##### Task material
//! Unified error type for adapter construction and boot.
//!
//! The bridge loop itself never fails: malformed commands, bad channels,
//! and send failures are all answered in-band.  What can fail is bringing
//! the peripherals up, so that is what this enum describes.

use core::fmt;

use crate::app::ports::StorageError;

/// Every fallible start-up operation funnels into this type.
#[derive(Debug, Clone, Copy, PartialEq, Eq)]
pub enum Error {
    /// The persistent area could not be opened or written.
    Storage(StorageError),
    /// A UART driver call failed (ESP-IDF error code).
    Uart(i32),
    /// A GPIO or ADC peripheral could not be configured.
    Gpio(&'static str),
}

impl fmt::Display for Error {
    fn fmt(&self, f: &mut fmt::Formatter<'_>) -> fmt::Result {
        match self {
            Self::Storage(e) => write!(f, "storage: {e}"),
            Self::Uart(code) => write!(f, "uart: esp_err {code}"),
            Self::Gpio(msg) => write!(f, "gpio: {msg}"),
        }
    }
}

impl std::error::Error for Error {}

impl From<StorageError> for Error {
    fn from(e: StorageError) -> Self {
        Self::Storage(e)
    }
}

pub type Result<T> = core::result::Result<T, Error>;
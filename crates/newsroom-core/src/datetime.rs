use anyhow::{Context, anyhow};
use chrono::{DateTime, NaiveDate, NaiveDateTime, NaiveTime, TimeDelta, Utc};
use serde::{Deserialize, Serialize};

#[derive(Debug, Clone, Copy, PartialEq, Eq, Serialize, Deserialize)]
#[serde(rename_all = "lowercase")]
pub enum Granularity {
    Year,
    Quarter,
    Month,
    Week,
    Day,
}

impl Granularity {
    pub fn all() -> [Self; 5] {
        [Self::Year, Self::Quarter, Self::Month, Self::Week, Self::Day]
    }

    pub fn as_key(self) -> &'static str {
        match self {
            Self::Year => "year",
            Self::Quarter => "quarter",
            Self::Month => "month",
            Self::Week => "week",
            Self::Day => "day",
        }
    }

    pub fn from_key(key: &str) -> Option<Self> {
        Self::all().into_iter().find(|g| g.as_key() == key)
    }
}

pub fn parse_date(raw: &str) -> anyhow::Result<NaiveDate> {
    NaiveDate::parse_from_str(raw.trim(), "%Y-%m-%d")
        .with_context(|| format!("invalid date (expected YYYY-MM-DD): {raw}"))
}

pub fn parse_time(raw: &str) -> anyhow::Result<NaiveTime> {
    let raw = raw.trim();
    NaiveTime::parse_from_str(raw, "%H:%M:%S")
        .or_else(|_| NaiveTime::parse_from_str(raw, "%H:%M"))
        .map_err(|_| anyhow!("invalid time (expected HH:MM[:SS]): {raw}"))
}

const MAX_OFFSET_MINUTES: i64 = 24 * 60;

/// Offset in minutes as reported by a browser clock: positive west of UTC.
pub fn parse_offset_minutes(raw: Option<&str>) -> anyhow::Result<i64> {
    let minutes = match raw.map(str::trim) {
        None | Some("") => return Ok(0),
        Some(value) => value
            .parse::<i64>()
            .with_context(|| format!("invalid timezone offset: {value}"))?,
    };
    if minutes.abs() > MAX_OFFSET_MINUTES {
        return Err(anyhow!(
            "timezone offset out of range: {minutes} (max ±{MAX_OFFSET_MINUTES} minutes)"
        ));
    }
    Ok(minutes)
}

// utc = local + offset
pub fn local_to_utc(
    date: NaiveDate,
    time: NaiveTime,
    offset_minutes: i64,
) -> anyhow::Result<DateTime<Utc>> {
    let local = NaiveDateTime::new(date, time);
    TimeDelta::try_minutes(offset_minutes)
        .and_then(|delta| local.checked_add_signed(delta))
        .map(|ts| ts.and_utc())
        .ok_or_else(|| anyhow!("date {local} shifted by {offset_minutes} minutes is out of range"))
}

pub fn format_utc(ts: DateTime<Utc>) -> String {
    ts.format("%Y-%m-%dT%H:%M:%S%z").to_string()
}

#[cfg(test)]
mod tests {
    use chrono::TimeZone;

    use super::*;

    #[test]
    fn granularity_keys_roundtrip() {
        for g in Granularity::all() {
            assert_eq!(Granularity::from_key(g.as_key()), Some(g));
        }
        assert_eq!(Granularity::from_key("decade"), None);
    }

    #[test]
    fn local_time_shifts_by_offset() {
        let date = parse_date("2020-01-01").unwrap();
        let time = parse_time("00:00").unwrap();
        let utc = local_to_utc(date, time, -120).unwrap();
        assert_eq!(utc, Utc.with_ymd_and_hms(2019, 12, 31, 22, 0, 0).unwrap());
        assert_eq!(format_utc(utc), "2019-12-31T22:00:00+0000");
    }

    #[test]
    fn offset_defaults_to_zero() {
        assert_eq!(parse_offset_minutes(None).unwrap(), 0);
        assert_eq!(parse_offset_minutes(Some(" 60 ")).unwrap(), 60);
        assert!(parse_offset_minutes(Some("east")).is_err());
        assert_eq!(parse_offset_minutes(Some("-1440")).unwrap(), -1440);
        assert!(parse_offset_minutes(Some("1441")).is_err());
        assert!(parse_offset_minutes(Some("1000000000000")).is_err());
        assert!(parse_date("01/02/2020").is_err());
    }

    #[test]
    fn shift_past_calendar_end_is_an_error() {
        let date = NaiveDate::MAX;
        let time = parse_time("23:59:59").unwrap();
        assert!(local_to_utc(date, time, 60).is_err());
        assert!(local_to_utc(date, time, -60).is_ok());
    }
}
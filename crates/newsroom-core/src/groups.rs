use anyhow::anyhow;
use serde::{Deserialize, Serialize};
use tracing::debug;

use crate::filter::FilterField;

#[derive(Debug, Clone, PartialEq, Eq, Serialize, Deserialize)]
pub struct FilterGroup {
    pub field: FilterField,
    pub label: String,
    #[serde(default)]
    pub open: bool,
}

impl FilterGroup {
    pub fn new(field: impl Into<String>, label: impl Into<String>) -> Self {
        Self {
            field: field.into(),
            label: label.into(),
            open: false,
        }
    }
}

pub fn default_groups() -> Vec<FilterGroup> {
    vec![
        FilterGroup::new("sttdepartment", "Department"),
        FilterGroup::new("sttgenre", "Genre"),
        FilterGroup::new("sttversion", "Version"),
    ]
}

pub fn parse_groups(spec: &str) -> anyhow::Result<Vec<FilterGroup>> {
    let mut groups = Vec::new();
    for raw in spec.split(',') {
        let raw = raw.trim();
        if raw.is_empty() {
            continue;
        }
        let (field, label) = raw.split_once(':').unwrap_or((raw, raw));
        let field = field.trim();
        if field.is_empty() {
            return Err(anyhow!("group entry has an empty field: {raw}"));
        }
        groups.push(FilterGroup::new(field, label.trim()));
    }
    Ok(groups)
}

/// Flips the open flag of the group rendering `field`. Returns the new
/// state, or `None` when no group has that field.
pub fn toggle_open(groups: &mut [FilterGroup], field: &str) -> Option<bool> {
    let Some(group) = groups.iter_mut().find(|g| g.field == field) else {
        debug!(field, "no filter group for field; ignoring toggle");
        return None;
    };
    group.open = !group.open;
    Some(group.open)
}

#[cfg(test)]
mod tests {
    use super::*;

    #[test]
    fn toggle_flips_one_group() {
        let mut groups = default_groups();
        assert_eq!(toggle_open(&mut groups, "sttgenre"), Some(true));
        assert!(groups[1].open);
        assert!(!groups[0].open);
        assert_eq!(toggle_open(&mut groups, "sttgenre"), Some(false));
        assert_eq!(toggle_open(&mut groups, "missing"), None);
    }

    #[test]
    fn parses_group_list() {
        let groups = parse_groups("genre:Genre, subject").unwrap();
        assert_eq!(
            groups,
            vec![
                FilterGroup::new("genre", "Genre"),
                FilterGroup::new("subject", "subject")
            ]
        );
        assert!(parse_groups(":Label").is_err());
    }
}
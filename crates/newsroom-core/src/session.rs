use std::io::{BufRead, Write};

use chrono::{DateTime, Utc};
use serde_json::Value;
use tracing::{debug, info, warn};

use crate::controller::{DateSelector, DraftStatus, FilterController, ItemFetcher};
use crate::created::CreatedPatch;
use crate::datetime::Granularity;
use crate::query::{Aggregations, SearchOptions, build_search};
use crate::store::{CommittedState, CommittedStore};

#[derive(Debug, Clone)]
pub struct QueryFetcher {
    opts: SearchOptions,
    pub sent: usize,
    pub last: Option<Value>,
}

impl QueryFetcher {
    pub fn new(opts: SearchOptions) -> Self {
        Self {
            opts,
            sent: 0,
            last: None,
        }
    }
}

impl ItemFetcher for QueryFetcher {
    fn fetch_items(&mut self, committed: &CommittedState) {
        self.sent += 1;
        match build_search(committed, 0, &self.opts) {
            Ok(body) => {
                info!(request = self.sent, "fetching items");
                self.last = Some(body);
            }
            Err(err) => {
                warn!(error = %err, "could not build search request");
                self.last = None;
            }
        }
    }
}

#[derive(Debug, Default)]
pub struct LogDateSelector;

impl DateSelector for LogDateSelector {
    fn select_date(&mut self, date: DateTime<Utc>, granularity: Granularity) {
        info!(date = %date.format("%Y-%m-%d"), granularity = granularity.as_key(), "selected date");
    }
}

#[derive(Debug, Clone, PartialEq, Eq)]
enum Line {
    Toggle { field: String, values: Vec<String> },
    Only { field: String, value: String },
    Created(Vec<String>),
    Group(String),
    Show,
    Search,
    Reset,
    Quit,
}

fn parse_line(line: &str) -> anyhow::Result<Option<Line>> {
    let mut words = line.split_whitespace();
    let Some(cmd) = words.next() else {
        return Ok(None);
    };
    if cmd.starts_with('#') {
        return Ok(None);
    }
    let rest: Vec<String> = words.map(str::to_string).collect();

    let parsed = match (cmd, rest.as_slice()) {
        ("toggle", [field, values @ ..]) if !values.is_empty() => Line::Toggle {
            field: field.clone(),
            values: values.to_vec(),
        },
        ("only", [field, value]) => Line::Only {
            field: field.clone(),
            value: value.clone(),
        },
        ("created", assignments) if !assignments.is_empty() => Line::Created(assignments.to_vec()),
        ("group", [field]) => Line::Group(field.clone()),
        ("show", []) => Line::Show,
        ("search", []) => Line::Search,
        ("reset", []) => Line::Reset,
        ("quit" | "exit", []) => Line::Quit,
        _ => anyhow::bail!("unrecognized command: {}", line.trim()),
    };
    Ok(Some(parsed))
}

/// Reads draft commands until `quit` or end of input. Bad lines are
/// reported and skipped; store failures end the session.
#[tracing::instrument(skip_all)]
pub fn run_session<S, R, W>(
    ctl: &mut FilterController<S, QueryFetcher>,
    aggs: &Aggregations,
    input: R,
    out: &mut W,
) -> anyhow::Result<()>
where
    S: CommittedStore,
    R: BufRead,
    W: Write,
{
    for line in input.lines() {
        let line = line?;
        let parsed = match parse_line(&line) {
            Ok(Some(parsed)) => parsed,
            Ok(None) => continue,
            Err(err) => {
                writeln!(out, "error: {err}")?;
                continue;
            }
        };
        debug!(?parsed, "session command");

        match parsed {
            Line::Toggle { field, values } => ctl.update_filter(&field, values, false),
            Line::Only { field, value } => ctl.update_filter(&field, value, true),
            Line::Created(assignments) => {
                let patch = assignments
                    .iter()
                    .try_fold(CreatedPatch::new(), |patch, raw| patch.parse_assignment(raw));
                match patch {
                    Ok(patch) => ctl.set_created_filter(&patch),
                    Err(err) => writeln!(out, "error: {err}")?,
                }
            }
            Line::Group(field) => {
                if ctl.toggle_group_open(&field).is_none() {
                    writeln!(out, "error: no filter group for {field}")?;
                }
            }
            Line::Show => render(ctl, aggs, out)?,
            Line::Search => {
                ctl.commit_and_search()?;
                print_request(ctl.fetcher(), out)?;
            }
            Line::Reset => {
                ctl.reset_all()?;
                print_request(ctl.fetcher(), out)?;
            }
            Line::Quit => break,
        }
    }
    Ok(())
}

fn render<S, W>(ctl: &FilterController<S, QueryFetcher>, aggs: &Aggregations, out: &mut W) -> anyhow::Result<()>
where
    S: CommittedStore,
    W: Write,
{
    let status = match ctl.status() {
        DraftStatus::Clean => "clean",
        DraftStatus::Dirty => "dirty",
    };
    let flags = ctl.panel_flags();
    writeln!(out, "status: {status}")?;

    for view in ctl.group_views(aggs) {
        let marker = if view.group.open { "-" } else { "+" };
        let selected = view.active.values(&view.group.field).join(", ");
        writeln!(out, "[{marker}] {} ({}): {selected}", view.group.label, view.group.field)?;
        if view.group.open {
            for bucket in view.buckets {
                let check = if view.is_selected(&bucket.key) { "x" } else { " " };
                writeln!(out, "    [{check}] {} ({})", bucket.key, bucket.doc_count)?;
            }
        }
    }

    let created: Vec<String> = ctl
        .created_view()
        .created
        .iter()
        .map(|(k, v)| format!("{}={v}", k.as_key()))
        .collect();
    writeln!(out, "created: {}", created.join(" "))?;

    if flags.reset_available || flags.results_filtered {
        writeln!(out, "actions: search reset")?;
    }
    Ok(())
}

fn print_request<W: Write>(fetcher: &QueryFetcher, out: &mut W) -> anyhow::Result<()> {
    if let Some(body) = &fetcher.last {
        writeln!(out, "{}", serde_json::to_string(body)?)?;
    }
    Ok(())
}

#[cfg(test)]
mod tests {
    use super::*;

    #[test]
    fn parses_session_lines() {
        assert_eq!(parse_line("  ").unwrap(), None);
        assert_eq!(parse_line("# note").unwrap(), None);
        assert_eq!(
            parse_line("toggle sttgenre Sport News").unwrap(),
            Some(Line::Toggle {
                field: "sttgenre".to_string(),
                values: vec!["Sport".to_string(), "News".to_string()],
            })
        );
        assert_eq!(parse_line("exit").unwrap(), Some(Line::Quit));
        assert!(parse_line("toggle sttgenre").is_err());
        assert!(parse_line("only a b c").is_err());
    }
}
##########
**Description of the task:**
In the entries above, restate word for word the lines between the one holding "Some(group.open)" and the one holding "pub fn new(opts: SearchOptions)", inclusive, and nothing besides.

**Exercise result:**
    Some(group.open)
}

#[cfg(test)]
mod tests {
    use super::*;

    #[test]
    fn toggle_flips_one_group() {
        let mut groups = default_groups();
        assert_eq!(toggle_open(&mut groups, "sttgenre"), Some(true));
        assert!(groups[1].open);
        assert!(!groups[0].open);
        assert_eq!(toggle_open(&mut groups, "sttgenre"), Some(false));
        assert_eq!(toggle_open(&mut groups, "missing"), None);
    }

    #[test]
    fn parses_group_list() {
        let groups = parse_groups("genre:Genre, subject").unwrap();
        assert_eq!(
            groups,
            vec![
                FilterGroup::new("genre", "Genre"),
                FilterGroup::new("subject", "subject")
            ]
        );
        assert!(parse_groups(":Label").is_err());
    }
}
filename crates/newsroom-core/src/session.rs
use std::io::{BufRead, Write};

use chrono::{DateTime, Utc};
use serde_json::Value;
use tracing::{debug, info, warn};

use crate::controller::{DateSelector, DraftStatus, FilterController, ItemFetcher};
use crate::created::CreatedPatch;
use crate::datetime::Granularity;
use crate::query::{Aggregations, SearchOptions, build_search};
use crate::store::{CommittedState, CommittedStore};

#[derive(Debug, Clone)]
pub struct QueryFetcher {
    opts: SearchOptions,
    pub sent: usize,
    pub last: Option<Value>,
}

impl QueryFetcher {
    pub fn new(opts: SearchOptions) -> Self {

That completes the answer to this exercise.